───── PROVIDED ENTRIES ─────

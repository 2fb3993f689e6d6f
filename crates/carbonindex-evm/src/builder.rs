//! Fluent builder for [`EvmChainReader`].
//!
//! # Example
//!
//! ```rust,no_run
//! use carbonindex_evm::EvmReaderBuilder;
//!
//! # fn main() -> Result<(), carbonindex_core::IndexerError> {
//! let reader = EvmReaderBuilder::new("https://rpc.example.org")
//!     .registry("0x5FbDB2315678afecb367f032d93F642f64180aa3".parse().unwrap())
//!     .token("0xe7f1725E7734CE288F8367e1Bb143E90bb3F0512".parse().unwrap())
//!     .oracle("0x9fE46736679d2D9a65F0992F2272dE9f3c7fa6e0".parse().unwrap())
//!     .max_block_range(1_000)
//!     .build()?;
//! # Ok(())
//! # }
//! ```

use std::sync::Arc;
use std::time::Duration;

use alloy_primitives::Address;
use serde::{Deserialize, Serialize};

use carbonindex_core::IndexerError;

use crate::reader::{ContractAddresses, EvmChainReader};
use crate::rpc::{HttpTransport, RetryConfig, RpcClient, RpcTransport};
use crate::watcher::WatcherConfig;

/// Everything needed to reach the deployed contracts.
#[derive(Debug, Clone, Serialize, Deserialize)]
pub struct EvmReaderConfig {
    pub rpc_url: String,
    pub registry_address: Address,
    pub token_address: Address,
    pub oracle_address: Address,
    /// Log watcher poll period.
    pub poll_interval: Duration,
    /// Largest block span per `eth_getLogs` request.
    pub max_block_range: u64,
    pub event_channel_capacity: usize,
    pub retry: RetryConfig,
    /// Per-request HTTP timeout. `None` leaves requests unbounded.
    pub request_timeout: Option<Duration>,
}

impl EvmReaderConfig {
    pub fn new(rpc_url: impl Into<String>) -> Self {
        let watcher = WatcherConfig::default();
        Self {
            rpc_url: rpc_url.into(),
            registry_address: Address::ZERO,
            token_address: Address::ZERO,
            oracle_address: Address::ZERO,
            poll_interval: watcher.poll_interval,
            max_block_range: watcher.max_block_range,
            event_channel_capacity: watcher.channel_capacity,
            retry: RetryConfig::default(),
            request_timeout: None,
        }
    }

    pub fn addresses(&self) -> ContractAddresses {
        ContractAddresses {
            registry: self.registry_address,
            token: self.token_address,
            oracle: self.oracle_address,
        }
    }

    pub fn watcher(&self) -> WatcherConfig {
        WatcherConfig {
            poll_interval: self.poll_interval,
            max_block_range: self.max_block_range,
            channel_capacity: self.event_channel_capacity,
        }
    }

    /// Reject zero addresses and degenerate polling parameters.
    pub fn validate(&self) -> Result<(), IndexerError> {
        if self.rpc_url.trim().is_empty() {
            return Err(IndexerError::Config("rpc_url must not be empty".into()));
        }
        for (name, addr) in [
            ("registry", self.registry_address),
            ("token", self.token_address),
            ("oracle", self.oracle_address),
        ] {
            if addr.is_zero() {
                return Err(IndexerError::Config(format!("{name} address is not set")));
            }
        }
        if self.poll_interval.is_zero() {
            return Err(IndexerError::Config("poll_interval must be > 0".into()));
        }
        if self.max_block_range == 0 {
            return Err(IndexerError::Config("max_block_range must be > 0".into()));
        }
        Ok(())
    }
}

/// Fluent builder for [`EvmChainReader`].
pub struct EvmReaderBuilder {
    config: EvmReaderConfig,
    transport: Option<Arc<dyn RpcTransport>>,
}

impl EvmReaderBuilder {
    pub fn new(rpc_url: impl Into<String>) -> Self {
        Self::from_config(EvmReaderConfig::new(rpc_url))
    }

    pub fn from_config(config: EvmReaderConfig) -> Self {
        Self {
            config,
            transport: None,
        }
    }

    pub fn registry(mut self, address: Address) -> Self {
        self.config.registry_address = address;
        self
    }

    pub fn token(mut self, address: Address) -> Self {
        self.config.token_address = address;
        self
    }

    pub fn oracle(mut self, address: Address) -> Self {
        self.config.oracle_address = address;
        self
    }

    pub fn poll_interval(mut self, interval: Duration) -> Self {
        self.config.poll_interval = interval;
        self
    }

    pub fn max_block_range(mut self, blocks: u64) -> Self {
        self.config.max_block_range = blocks;
        self
    }

    pub fn event_channel_capacity(mut self, capacity: usize) -> Self {
        self.config.event_channel_capacity = capacity;
        self
    }

    pub fn retry(mut self, retry: RetryConfig) -> Self {
        self.config.retry = retry;
        self
    }

    pub fn request_timeout(mut self, timeout: Duration) -> Self {
        self.config.request_timeout = Some(timeout);
        self
    }

    /// Use a custom transport instead of HTTP. The URL is then informational.
    pub fn with_transport(mut self, transport: Arc<dyn RpcTransport>) -> Self {
        self.transport = Some(transport);
        self
    }

    pub fn config(&self) -> &EvmReaderConfig {
        &self.config
    }

    pub fn build(self) -> Result<EvmChainReader, IndexerError> {
        self.config.validate()?;
        let transport = match self.transport {
            Some(t) => t,
            None => Arc::new(HttpTransport::new(
                self.config.rpc_url.clone(),
                self.config.retry.clone(),
                self.config.request_timeout,
            )?),
        };
        EvmChainReader::new(
            RpcClient::new(transport),
            self.config.addresses(),
            self.config.watcher(),
        )
    }
}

─────

- TASK REQUIREMENTS -
Return every line from the entries above that includes the word "blocks".

- ANSWER BELOW -
    pub fn max_block_range(mut self, blocks: u64) -> Self {
        self.config.max_block_range = blocks;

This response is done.